In the data below, find every line with the word "AuthUser" and copy it out.

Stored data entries
┄┄┄┄┄┄┄┄┄┄
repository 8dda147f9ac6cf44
//! Defense registration handlers

use axum::{
    extract::{Path, State},
    Json,
};
use uuid::Uuid;

use thesis_service::{
    ApiResponse, DefenseOverviewResponse, DefenseResponse, DefenseService, PaginatedResponse,
    SubmitExaminerNoteRequest, UpdateDefenseRequest,
};

use crate::extractors::{AdminUser, FacultyUser, PageParams, StudentUser, ValidatedJson};
use crate::response::{ApiResult, Created, NoContent};
use crate::state::AppState;

/// Register the calling student for the defense
///
/// POST /me/defense
pub async fn register_defense(
    State(state): State<AppState>,
    StudentUser(auth): StudentUser,
) -> ApiResult<Created<Json<ApiResponse<DefenseResponse>>>> {
    let service = DefenseService::new(state.service_context());
    let response = service.register(auth.account_id).await?;
    Ok(Created(Json(ApiResponse::new(
        "Defense registration created",
        response,
    ))))
}

/// The calling student's own registration
///
/// GET /me/defense
pub async fn my_defense(
    State(state): State<AppState>,
    StudentUser(auth): StudentUser,
) -> ApiResult<Json<ApiResponse<DefenseResponse>>> {
    let service = DefenseService::new(state.service_context());
    let response = service.my_defense(auth.account_id).await?;
    Ok(Json(ApiResponse::new(
        "Defense registration retrieved",
        response,
    )))
}

/// Registrations where the calling faculty member is an examiner
///
/// GET /me/defenses
pub async fn my_examined_defenses(
    State(state): State<AppState>,
    FacultyUser(auth): FacultyUser,
) -> ApiResult<Json<ApiResponse<Vec<DefenseOverviewResponse>>>> {
    let service = DefenseService::new(state.service_context());
    let response = service.defenses_for_examiner(auth.account_id).await?;
    Ok(Json(ApiResponse::new(
        "Examined defenses retrieved",
        response,
    )))
}

/// Submit (or rewrite) the calling examiner's note
///
/// PUT /defenses/{defense_id}/note
pub async fn submit_examiner_note(
    State(state): State<AppState>,
    FacultyUser(auth): FacultyUser,
    Path(defense_id): Path<Uuid>,
    ValidatedJson(request): ValidatedJson<SubmitExaminerNoteRequest>,
) -> ApiResult<Json<ApiResponse<DefenseResponse>>> {
    let service = DefenseService::new(state.service_context());
    let response = service
        .submit_examiner_note(defense_id, auth.account_id, request)
        .await?;
    Ok(Json(ApiResponse::new("Examiner note recorded", response)))
}

/// List registrations
///
/// GET /defenses
pub async fn list_defenses(
    State(state): State<AppState>,
    _admin: AdminUser,
    params: PageParams,
) -> ApiResult<Json<PaginatedResponse<DefenseOverviewResponse>>> {
    let service = DefenseService::new(state.service_context());
    let (defenses, total) = service
        .list_defenses(
            params.page,
            params.limit,
            params.search,
            params.status,
            params.show_deleted,
        )
        .await?;
    Ok(Json(PaginatedResponse::new(
        "Defense registrations retrieved",
        defenses,
        total,
        params.page,
        params.limit,
    )))
}

/// Get a registration by ID
///
/// GET /defenses/{defense_id}
pub async fn get_defense(
    State(state): State<AppState>,
    _admin: AdminUser,
    Path(defense_id): Path<Uuid>,
) -> ApiResult<Json<ApiResponse<DefenseResponse>>> {
    let service = DefenseService::new(state.service_context());
    let response = service.get_defense(defense_id).await?;
    Ok(Json(ApiResponse::new(
        "Defense registration retrieved",
        response,
    )))
}

/// Update a registration (status, schedule, examiners)
///
/// PATCH /defenses/{defense_id}
pub async fn update_defense(
    State(state): State<AppState>,
    _admin: AdminUser,
    Path(defense_id): Path<Uuid>,
    ValidatedJson(request): ValidatedJson<UpdateDefenseRequest>,
) -> ApiResult<Json<ApiResponse<DefenseResponse>>> {
    let service = DefenseService::new(state.service_context());
    let response = service.update_defense(defense_id, request).await?;
    Ok(Json(ApiResponse::new(
        "Defense registration updated",
        response,
    )))
}

/// Soft delete a registration
///
/// DELETE /defenses/{defense_id}
pub async fn delete_defense(
    State(state): State<AppState>,
    _admin: AdminUser,
    Path(defense_id): Path<Uuid>,
) -> ApiResult<NoContent> {
    let service = DefenseService::new(state.service_context());
    service.delete_defense(defense_id).await?;
    Ok(NoContent)
}
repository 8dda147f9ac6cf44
//! Database models - SQLx-compatible structs for PostgreSQL tables

mod account;
mod approval;
mod defense;
mod news;
mod thesis;

pub use account::{AdminModel, FacultyModel, StudentModel};
pub use approval::ApprovalModel;
pub use defense::{DefenseModel, DefenseOverviewModel};
pub use news::{NewsModel, NewsWithAuthorModel};
pub use thesis::{ThesisModel, ThesisOverviewModel};
//! Repository traits (ports) - define the interface for data access
//!
//! The domain layer defines what it needs, and the infrastructure layer
//! provides the implementation.

use async_trait::async_trait;
use uuid::Uuid;

use crate::entities::{
    Account, Administrator, ApprovalRecord, DefenseOverview, DefenseRegistration, FacultyMember,
    NewsItem, NewsWithAuthor, Student, Thesis, ThesisOverview,
};
use crate::error::DomainError;
use crate::value_objects::{AdvisorRole, DefenseStatus, ThesisStatus};

/// Result type for repository operations
pub type RepoResult<T> = Result<T, DomainError>;

/// Pagination and filter options for list queries
#[derive(Debug, Clone, Default)]
pub struct ListQuery {
    pub search: Option<String>,
    pub show_deleted: bool,
    pub offset: i64,
    pub limit: i64,
}

// ============================================================================
// Account Repository
// ============================================================================

#[async_trait]
pub trait AccountRepository: Send + Sync {
    /// Find any account by email, with its password hash, for login
    async fn find_for_login(&self, email: &str) -> RepoResult<Option<(Account, String)>>;

    /// Check if email is taken by any account class
    async fn email_exists(&self, email: &str) -> RepoResult<bool>;

    // -- students --

    /// Find student by ID
    async fn find_student(&self, id: Uuid) -> RepoResult<Option<Student>>;

    /// Find student by student number
    async fn find_student_by_nim(&self, nim: &str) -> RepoResult<Option<Student>>;

    /// Create a new student account
    async fn create_student(&self, student: &Student, password_hash: &str) -> RepoResult<()>;

    /// Update a student; pass a hash to also rotate the password
    async fn update_student(
        &self,
        student: &Student,
        password_hash: Option<&str>,
    ) -> RepoResult<()>;

    /// Soft delete a student
    async fn delete_student(&self, id: Uuid) -> RepoResult<()>;

    /// Permanently remove a student row
    async fn hard_delete_student(&self, id: Uuid) -> RepoResult<()>;

    /// List students with a total count for pagination
    async fn list_students(&self, query: &ListQuery) -> RepoResult<(Vec<Student>, i64)>;

    /// All non-deleted students, sorted by name (for reports)
    async fn all_students_sorted(&self) -> RepoResult<Vec<Student>>;

    // -- faculty --

    /// Find faculty member by ID
    async fn find_faculty(&self, id: Uuid) -> RepoResult<Option<FacultyMember>>;

    /// Create a new faculty account
    async fn create_faculty(&self, faculty: &FacultyMember, password_hash: &str) -> RepoResult<()>;

    /// Update a faculty member; pass a hash to also rotate the password
    async fn update_faculty(
        &self,
        faculty: &FacultyMember,
        password_hash: Option<&str>,
    ) -> RepoResult<()>;

    /// Soft delete a faculty member
    async fn delete_faculty(&self, id: Uuid) -> RepoResult<()>;

    /// List faculty with a total count for pagination
    async fn list_faculty(&self, query: &ListQuery) -> RepoResult<(Vec<FacultyMember>, i64)>;

    /// All non-deleted faculty, sorted by name (for reports)
    async fn all_faculty_sorted(&self) -> RepoResult<Vec<FacultyMember>>;

    // -- administrators --

    /// Find administrator by ID
    async fn find_admin(&self, id: Uuid) -> RepoResult<Option<Administrator>>;

    /// Create a new administrator account
    async fn create_admin(&self, admin: &Administrator, password_hash: &str) -> RepoResult<()>;

    /// Update an administrator; pass a hash to also rotate the password
    async fn update_admin(
        &self,
        admin: &Administrator,
        password_hash: Option<&str>,
    ) -> RepoResult<()>;

    /// Soft delete an administrator
    async fn delete_admin(&self, id: Uuid) -> RepoResult<()>;

    /// Permanently remove an administrator row
    async fn hard_delete_admin(&self, id: Uuid) -> RepoResult<()>;

    /// List administrators with a total count for pagination
    async fn list_admins(&self, query: &ListQuery) -> RepoResult<(Vec<Administrator>, i64)>;
}

// ============================================================================
// Thesis Repository
// ============================================================================

#[async_trait]
pub trait ThesisRepository: Send + Sync {
    /// Find thesis by ID
    async fn find_by_id(&self, id: Uuid) -> RepoResult<Option<Thesis>>;

    /// Find the (single) thesis of a student
    async fn find_by_student(&self, student_id: Uuid) -> RepoResult<Option<Thesis>>;

    /// Create a new thesis
    async fn create(&self, thesis: &Thesis) -> RepoResult<()>;

    /// Update an existing thesis
    async fn update(&self, thesis: &Thesis) -> RepoResult<()>;

    /// Theses where the given faculty member holds an advisor slot
    async fn find_by_advisor(&self, faculty_id: Uuid) -> RepoResult<Vec<ThesisOverview>>;

    /// List theses with joined names and a total count for pagination
    async fn list(
        &self,
        query: &ListQuery,
        status: Option<ThesisStatus>,
    ) -> RepoResult<(Vec<ThesisOverview>, i64)>;

    /// All non-deleted theses with joined names (for reports)
    async fn all_overviews(&self) -> RepoResult<Vec<ThesisOverview>>;

    /// Soft delete a thesis
    async fn delete(&self, id: Uuid) -> RepoResult<()>;
}

// ============================================================================
// Approval Repository
// ============================================================================

#[async_trait]
pub trait ApprovalRepository: Send + Sync {
    /// Insert or update the decision keyed by (student, faculty, role)
    async fn upsert(&self, record: &ApprovalRecord) -> RepoResult<()>;

    /// All approval records for a student
    async fn find_by_student(&self, student_id: Uuid) -> RepoResult<Vec<ApprovalRecord>>;

    /// Find a single record by its natural key
    async fn find(
        &self,
        student_id: Uuid,
        faculty_id: Uuid,
        role: AdvisorRole,
    ) -> RepoResult<Option<ApprovalRecord>>;
}

// ============================================================================
// Defense Repository
// ============================================================================

#[async_trait]
pub trait DefenseRepository: Send + Sync {
    /// Find registration by ID
    async fn find_by_id(&self, id: Uuid) -> RepoResult<Option<DefenseRegistration>>;

    /// Find the registration of a student
    async fn find_by_student(&self, student_id: Uuid) -> RepoResult<Option<DefenseRegistration>>;

    /// Check whether a registration exists for (student, thesis)
    async fn exists_for(&self, student_id: Uuid, thesis_id: Uuid) -> RepoResult<bool>;

    /// Create a new registration
    async fn create(&self, defense: &DefenseRegistration) -> RepoResult<()>;

    /// Update an existing registration
    async fn update(&self, defense: &DefenseRegistration) -> RepoResult<()>;

    /// Registrations where the given faculty member is an assigned examiner
    async fn find_by_examiner(&self, faculty_id: Uuid) -> RepoResult<Vec<DefenseOverview>>;

    /// List registrations with joined names and a total count for pagination
    async fn list(
        &self,
        query: &ListQuery,
        status: Option<DefenseStatus>,
    ) -> RepoResult<(Vec<DefenseOverview>, i64)>;

    /// All non-deleted registrations with joined names (for reports)
    async fn all_overviews(&self) -> RepoResult<Vec<DefenseOverview>>;

    /// Soft delete a registration
    async fn delete(&self, id: Uuid) -> RepoResult<()>;
}

// ============================================================================
// News Repository
// ============================================================================

#[async_trait]
pub trait NewsRepository: Send + Sync {
    /// Find news item by ID
    async fn find_by_id(&self, id: Uuid) -> RepoResult<Option<NewsItem>>;

    /// Create a news item
    async fn create(&self, item: &NewsItem) -> RepoResult<()>;

    /// Update a news item
    async fn update(&self, item: &NewsItem) -> RepoResult<()>;

    /// Delete a news item
    async fn delete(&self, id: Uuid) -> RepoResult<()>;

    /// List news with author names, newest first, and a total count
    async fn list(&self, query: &ListQuery) -> RepoResult<(Vec<NewsWithAuthor>, i64)>;
}
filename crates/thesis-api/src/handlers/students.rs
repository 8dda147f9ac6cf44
//! Student account handlers
//!
//! Administrator CRUD over student accounts, including the batch import
//! endpoint that accepts either a single object or an array.

use axum::{
    extract::{Path, State},
    Json,
};
use uuid::Uuid;

use thesis_service::{
    AccountService, ApiResponse, CreateStudentRequest, OneOrMany, PaginatedResponse,
    StudentImportResponse, StudentResponse, UpdateStudentRequest,
};

use crate::extractors::{AdminUser, PageParams, ValidatedJson};
use crate::response::{ApiResult, Created, NoContent};
use crate::state::AppState;

/// Create one student, or import many
///
/// POST /students
pub async fn create_students(
    State(state): State<AppState>,
    _admin: AdminUser,
    Json(request): Json<OneOrMany<CreateStudentRequest>>,
) -> ApiResult<Created<Json<ApiResponse<StudentImportResponse>>>> {
    let service = AccountService::new(state.service_context());
    let response = service.import_students(request).await?;
    Ok(Created(Json(ApiResponse::new("Students imported", response))))
}

/// List students
///
/// GET /students
pub async fn list_students(
    State(state): State<AppState>,
    _admin: AdminUser,
    params: PageParams,
) -> ApiResult<Json<PaginatedResponse<StudentResponse>>> {
    let service = AccountService::new(state.service_context());
    let (students, total) = service
        .list_students(params.page, params.limit, params.search, params.show_deleted)
        .await?;
    Ok(Json(PaginatedResponse::new(
        "Students retrieved",
        students,
        total,
        params.page,
        params.limit,
    )))
}

/// Get a student by ID
///
/// GET /students/{student_id}
pub async fn get_student(
    State(state): State<AppState>,
    _admin: AdminUser,
    Path(student_id): Path<Uuid>,
) -> ApiResult<Json<ApiResponse<StudentResponse>>> {
    let service = AccountService::new(state.service_context());
    let response = service.get_student(student_id).await?;
    Ok(Json(ApiResponse::new("Student retrieved", response)))
}

/// Update a student
///
/// PATCH /students/{student_id}
pub async fn update_student(
    State(state): State<AppState>,
    _admin: AdminUser,
    Path(student_id): Path<Uuid>,
    ValidatedJson(request): ValidatedJson<UpdateStudentRequest>,
) -> ApiResult<Json<ApiResponse<StudentResponse>>> {
    let service = AccountService::new(state.service_context());
    let response = service.update_student(student_id, request).await?;
    Ok(Json(ApiResponse::new("Student updated", response)))
}

/// Soft delete a student
///
/// DELETE /students/{student_id}
pub async fn delete_student(
    State(state): State<AppState>,
    _admin: AdminUser,
    Path(student_id): Path<Uuid>,
) -> ApiResult<NoContent> {
    let service = AccountService::new(state.service_context());
    service.delete_student(student_id).await?;
    Ok(NoContent)
}

/// Permanently delete a student
///
/// DELETE /students/{student_id}/force
pub async fn force_delete_student(
    State(state): State<AppState>,
    _admin: AdminUser,
    Path(student_id): Path<Uuid>,
) -> ApiResult<NoContent> {
    let service = AccountService::new(state.service_context());
    service.force_delete_student(student_id).await?;
    Ok(NoContent)
}
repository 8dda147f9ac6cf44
//! Approval ledger record

use chrono::{DateTime, Utc};
use uuid::Uuid;

use crate::value_objects::AdvisorRole;

/// One advisor decision against a student's thesis.
///
/// At most one record exists per (student, faculty, role) triple; repeat
/// submissions overwrite decision and note rather than appending history.
#[derive(Debug, Clone, PartialEq, Eq)]
pub struct ApprovalRecord {
    pub id: Uuid,
    pub student_id: Uuid,
    pub faculty_id: Uuid,
    pub role: AdvisorRole,
    pub decision: bool,
    pub note: Option<String>,
    pub created_at: DateTime<Utc>,
    pub updated_at: DateTime<Utc>,
}

impl ApprovalRecord {
    /// Create a new approval record
    pub fn new(
        id: Uuid,
        student_id: Uuid,
        faculty_id: Uuid,
        role: AdvisorRole,
        decision: bool,
        note: Option<String>,
    ) -> Self {
        let now = Utc::now();
        Self {
            id,
            student_id,
            faculty_id,
            role,
            decision,
            note,
            created_at: now,
            updated_at: now,
        }
    }
}
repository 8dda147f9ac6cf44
//! Authentication extractors
//!
//! Extracts and validates JWT tokens from the Authorization header, with
//! role-scoped wrappers so handlers declare who may call them.

use axum::{
    async_trait,
    extract::{FromRef, FromRequestParts},
    http::request::Parts,
};
use axum_extra::{
    headers::{authorization::Bearer, Authorization},
    TypedHeader,
};
use thesis_core::AccountRole;
use uuid::Uuid;

use crate::response::ApiError;
use crate::state::AppState;

/// Authenticated account extracted from the JWT token
#[derive(Debug, Clone)]
pub struct AuthUser {
    /// Account ID from the JWT token
    pub account_id: Uuid,
    /// Account class from the JWT token
    pub role: AccountRole,
}

impl AuthUser {
    /// Create a new AuthUser
    pub fn new(account_id: Uuid, role: AccountRole) -> Self {
        Self { account_id, role }
    }
}

#[async_trait]
impl<S> FromRequestParts<S> for AuthUser
where
    S: Send + Sync,
    AppState: FromRef<S>,
{
    type Rejection = ApiError;

    async fn from_request_parts(parts: &mut Parts, state: &S) -> Result<Self, Self::Rejection> {
        // Extract the Authorization header
        let TypedHeader(Authorization(bearer)) =
            TypedHeader::<Authorization<Bearer>>::from_request_parts(parts, state)
                .await
                .map_err(|_| ApiError::MissingAuth)?;

        // Get the app state to access JWT service
        let app_state = AppState::from_ref(state);

        // Validate the token
        let claims = app_state
            .jwt_service()
            .decode_token(bearer.token())
            .map_err(|e| {
                tracing::warn!(error = %e, "Invalid access token");
                ApiError::InvalidAuthFormat
            })?;

        // Extract account ID from claims
        let account_id = claims.account_id().map_err(|e| {
            tracing::warn!(error = %e, "Invalid account ID in token");
            ApiError::InvalidAuthFormat
        })?;

        Ok(AuthUser::new(account_id, claims.role))
    }
}

macro_rules! role_extractor {
    ($name:ident, $role:path, $doc:literal) => {
        #[doc = $doc]
        #[derive(Debug, Clone)]
        pub struct $name(pub AuthUser);

        #[async_trait]
        impl<S> FromRequestParts<S> for $name
        where
            S: Send + Sync,
            AppState: FromRef<S>,
        {
            type Rejection = ApiError;

            async fn from_request_parts(
                parts: &mut Parts,
                state: &S,
            ) -> Result<Self, Self::Rejection> {
                let auth = AuthUser::from_request_parts(parts, state).await?;
                if auth.role != $role {
                    return Err(ApiError::App(
                        thesis_common::AppError::InsufficientPermissions,
                    ));
                }
                Ok($name(auth))
            }
        }
    };
}

role_extractor!(
    AdminUser,
    AccountRole::Administrator,
    "Authenticated administrator; rejects other classes with 403"
);
role_extractor!(
    FacultyUser,
    AccountRole::Faculty,
    "Authenticated faculty member; rejects other classes with 403"
);
role_extractor!(
    StudentUser,
    AccountRole::Student,
    "Authenticated student; rejects other classes with 403"
);
//! News entity <-> model mappers

use thesis_core::entities::{NewsItem, NewsWithAuthor};

use crate::models::{NewsModel, NewsWithAuthorModel};

impl From<NewsModel> for NewsItem {
    fn from(model: NewsModel) -> Self {
        NewsItem {
            id: model.id,
            author_id: model.author_id,
            title: model.title,
            body: model.body,
            created_at: model.created_at,
            updated_at: model.updated_at,
        }
    }
}

impl From<NewsWithAuthorModel> for NewsWithAuthor {
    fn from(model: NewsWithAuthorModel) -> Self {
        NewsWithAuthor {
            item: NewsItem::from(model.item),
            author_name: model.author_name,
        }
    }
}
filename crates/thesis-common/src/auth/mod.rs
//! Authentication utilities

mod jwt;
mod password;

pub use jwt::{AuthToken, Claims, JwtService};
pub use password::{hash_password, verify_password, PasswordService};
//! Authentication service
//!
//! Handles login across the three account tables. There is no
//! self-registration: administrators provision every account.

use tracing::{info, instrument, warn};
use validator::Validate;

use thesis_common::AppError;

use crate::dto::{AccountResponse, AuthResponse, LoginRequest};

use super::context::ServiceContext;
use super::error::{ServiceError, ServiceResult};

/// Authentication service
pub struct AuthService<'a> {
    ctx: &'a ServiceContext,
}

impl<'a> AuthService<'a> {
    /// Create a new AuthService
    pub fn new(ctx: &'a ServiceContext) -> Self {
        Self { ctx }
    }

    /// Login with email and password.
    ///
    /// The lookup checks the three account tables in a fixed order
    /// (admins, faculty, students); cross-class email uniqueness means at
    /// most one can match. A missing account and a wrong password produce
    /// the same error so the endpoint does not reveal which emails exist.
    #[instrument(skip(self, request), fields(email = %request.email))]
    pub async fn login(&self, request: LoginRequest) -> ServiceResult<AuthResponse> {
        request.validate()?;

        let (account, password_hash) = self
            .ctx
            .account_repo()
            .find_for_login(&request.email)
            .await?
            .ok_or_else(|| {
                warn!(email = %request.email, "Login failed: account not found");
                ServiceError::App(AppError::InvalidCredentials)
            })?;

        self.ctx
            .password_service()
            .verify_or_error(&request.password, &password_hash)
            .map_err(|e| {
                warn!(account_id = %account.id(), "Login failed: password mismatch");
                ServiceError::App(e)
            })?;

        let token = self
            .ctx
            .jwt_service()
            .issue_token(account.id(), account.role())?;

        info!(account_id = %account.id(), role = %account.role(), "Login successful");

        Ok(AuthResponse {
            access_token: token.access_token,
            token_type: token.token_type,
            expires_in: token.expires_in,
            user: AccountResponse::from(&account),
        })
    }
}
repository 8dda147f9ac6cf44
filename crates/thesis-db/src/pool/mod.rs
//! Connection pool management

mod postgres;

pub use postgres::{create_pool, create_pool_from_env, run_migrations, DatabaseConfig, PgPool};
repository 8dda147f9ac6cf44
//! Payment proof storage

mod disk;

pub use disk::{DiskProofStore, ProofStore};
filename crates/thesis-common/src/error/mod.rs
//! Application error types

mod app_error;

pub use app_error::{AppError, AppResult, ErrorResponse};
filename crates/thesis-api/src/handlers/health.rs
//! Health check handlers

use axum::{extract::State, http::StatusCode, Json};
use thesis_service::HealthResponse;

use crate::state::AppState;

/// Liveness and readiness check with database connectivity
///
/// GET /health
pub async fn health_check(State(state): State<AppState>) -> (StatusCode, Json<HealthResponse>) {
    let db_healthy = state
        .service_context()
        .pool()
        .acquire()
        .await
        .map(|_| true)
        .unwrap_or(false);

    let response = HealthResponse {
        status: if db_healthy { "ok" } else { "degraded" },
        database: if db_healthy { "up" } else { "down" },
    };
    let status = if db_healthy {
        StatusCode::OK
    } else {
        StatusCode::SERVICE_UNAVAILABLE
    };

    (status, Json(response))
}
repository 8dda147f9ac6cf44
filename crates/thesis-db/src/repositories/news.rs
//! PostgreSQL implementation of NewsRepository

use async_trait::async_trait;
use sqlx::PgPool;
use tracing::instrument;
use uuid::Uuid;

use thesis_core::entities::{NewsItem, NewsWithAuthor};
use thesis_core::traits::{ListQuery, NewsRepository, RepoResult};

use crate::models::{NewsModel, NewsWithAuthorModel};

use super::error::{map_db_error, news_not_found};

/// PostgreSQL implementation of NewsRepository
#[derive(Clone)]
pub struct PgNewsRepository {
    pool: PgPool,
}

impl PgNewsRepository {
    /// Create a new PgNewsRepository
    pub fn new(pool: PgPool) -> Self {
        Self { pool }
    }
}

#[async_trait]
impl NewsRepository for PgNewsRepository {
    #[instrument(skip(self))]
    async fn find_by_id(&self, id: Uuid) -> RepoResult<Option<NewsItem>> {
        let result = sqlx::query_as::<_, NewsModel>(
            r"
            SELECT id, author_id, title, body, created_at, updated_at
            FROM news
            WHERE id = $1
            ",
        )
        .bind(id)
        .fetch_optional(&self.pool)
        .await
        .map_err(map_db_error)?;

        Ok(result.map(NewsItem::from))
    }

    #[instrument(skip(self))]
    async fn create(&self, item: &NewsItem) -> RepoResult<()> {
        sqlx::query(
            r"
            INSERT INTO news (id, author_id, title, body, created_at, updated_at)
            VALUES ($1, $2, $3, $4, $5, $6)
            ",
        )
        .bind(item.id)
        .bind(item.author_id)
        .bind(&item.title)
        .bind(&item.body)
        .bind(item.created_at)
        .bind(item.updated_at)
        .execute(&self.pool)
        .await
        .map_err(map_db_error)?;

        Ok(())
    }

    #[instrument(skip(self))]
    async fn update(&self, item: &NewsItem) -> RepoResult<()> {
        let result = sqlx::query(
            r"
            UPDATE news
            SET title = $2, body = $3, updated_at = NOW()
            WHERE id = $1
            ",
        )
        .bind(item.id)
        .bind(&item.title)
        .bind(&item.body)
        .execute(&self.pool)
        .await
        .map_err(map_db_error)?;

        if result.rows_affected() == 0 {
            return Err(news_not_found(item.id));
        }

        Ok(())
    }

    #[instrument(skip(self))]
    async fn delete(&self, id: Uuid) -> RepoResult<()> {
        let result = sqlx::query(
            r"
            DELETE FROM news
            WHERE id = $1
            ",
        )
        .bind(id)
        .execute(&self.pool)
        .await
        .map_err(map_db_error)?;

        if result.rows_affected() == 0 {
            return Err(news_not_found(id));
        }

        Ok(())
    }

    #[instrument(skip(self))]
    async fn list(&self, query: &ListQuery) -> RepoResult<(Vec<NewsWithAuthor>, i64)> {
        let pattern = query.search.as_ref().map(|s| format!("%{s}%"));

        let rows = sqlx::query_as::<_, NewsWithAuthorModel>(
            r"
            SELECT n.id, n.author_id, n.title, n.body, n.created_at, n.updated_at,
                   a.name AS author_name
            FROM news n
            JOIN admins a ON a.id = n.author_id
            WHERE ($1::TEXT IS NULL OR n.title ILIKE $1 OR n.body ILIKE $1)
            ORDER BY n.created_at DESC
            LIMIT $2 OFFSET $3
            ",
        )
        .bind(&pattern)
        .bind(query.limit)
        .bind(query.offset)
        .fetch_all(&self.pool)
        .await
        .map_err(map_db_error)?;

        let total = sqlx::query_scalar::<_, i64>(
            r"
            SELECT COUNT(*)
            FROM news
            WHERE ($1::TEXT IS NULL OR title ILIKE $1 OR body ILIKE $1)
            ",
        )
        .bind(&pattern)
        .fetch_one(&self.pool)
        .await
        .map_err(map_db_error)?;

        Ok((rows.into_iter().map(NewsWithAuthor::from).collect(), total))
    }
}

#[cfg(test)]
mod tests {
    use super::*;

    #[test]
    fn test_repo_is_send_sync() {
        fn assert_send_sync<T: Send + Sync>() {}
        assert_send_sync::<PgNewsRepository>();
    }
}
┄┄┄┄┄┄┄┄┄┄
Answer to this exercise –
pub struct AuthUser {
impl AuthUser {
    /// Create a new AuthUser
impl<S> FromRequestParts<S> for AuthUser
        Ok(AuthUser::new(account_id, claims.role))
        pub struct $name(pub AuthUser);
                let auth = AuthUser::from_request_parts(parts, state).await?;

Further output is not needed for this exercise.